As Space News points out, satellite systems have enjoyed a categorical exemption from the National Environmental Policy Act (NEPA), which requires the FCC and other agencies to assess the environmental impacts of their actions.
Viasat notes in its filing that light pollution from Starlink's constellations also can 'create an aesthetic distraction for any stargazer.'
(Image source: Daniel Lopez/El Cielo de Canarias in Interesting Engineering, July 24, 2020, as cited in Viasat's FCC filing)
Viasat holds that Starlink's plan to deploy thousands of satellites (the FCC has authorized SpaceX to deploy about 12,000 satellites) adds a wide range of new variables and potential hazards that should obviate that exemption. As a result, Viasat is urging the FCC to deny or defer SpaceX's proposed modification and, at the very least, to prepare an environmental assessment (EA) before acting on SpaceX's application.
The petition emerges as Starlink moves toward the commercial launch of a broadband satellite service that will rely on a constellation of low-Earth orbit (LEO) satellites and will compete with satellite broadband services from companies such as Viasat and Hughes Network Systems that are currently powered by high-orbit, geosynchronous satellites. Tests conducted last fall by Ookla found that average speeds for a beta version of Starlink's service delivered 79 Mbit/s down and 13.8 Mbit/s up.

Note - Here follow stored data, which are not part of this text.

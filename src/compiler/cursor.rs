//! # Cursor
//!
//! Byte-by-byte navigation through META II grammar source with line
//! tracking for diagnostics.
//!
//! Grammar source is ASCII (per the Non-goals, Unicode handling is out of
//! scope), so the cursor operates on a byte slice rather than `Vec<char>`.

pub struct Cursor<'a> {
    bytes: &'a [u8],
    pos: usize,
    line: usize,
}

impl<'a> Cursor<'a> {
    pub fn new(source: &'a str) -> Self {
        Self {
            bytes: source.as_bytes(),
            pos: 0,
            line: 1,
        }
    }

    pub fn peek(&self) -> Option<char> {
        self.bytes.get(self.pos).map(|&b| b as char)
    }

    /// The remaining source, for prefix-matching dot-keywords.
    pub fn rest(&self) -> &'a [u8] {
        &self.bytes[self.pos..]
    }

    pub fn advance(&mut self) -> Option<char> {
        let b = *self.bytes.get(self.pos)?;
        self.pos += 1;
        if b == b'\n' {
            self.line += 1;
        }
        Some(b as char)
    }

    /// Advance past `n` bytes, known not to contain a newline (used after a
    /// prefix match against a fixed ASCII keyword).
    pub fn advance_by(&mut self, n: usize) {
        self.pos += n;
    }

    pub fn line(&self) -> usize {
        self.line
    }

    /// Skip spaces, tabs and newlines, counting lines as it goes.
    pub fn skip_white(&mut self) {
        while matches!(self.peek(), Some(c) if c.is_whitespace()) {
            self.advance();
        }
    }
}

"The Commission cannot take SpaceX's word for it that the thousands of satellites it is seeking to pack into a lower orbit will not materially increase the risks of collisions and produce excessive space debris — especially because SpaceX knows that when its satellites do collide with other space objects and fragment or fail, it can always launch more," Viasat stated.
Responding on Twitter, SpaceX CEO Elon Musk suggested that Viacom's petition is motivated by the competition it will face from Spacelink. But he also seemed to forget that Charlie Ergen doesn't run Viasat (Ergen, Dish Network's chairman, is connected to Hughes, which is backing OneWeb's revised plan for a LEO-based service). Musk fixed that in a follow-up tweet targeted at Viasat chairman and co-founder Mark Dankberg.
And Mark Dankberg. This action is wack, not dank!!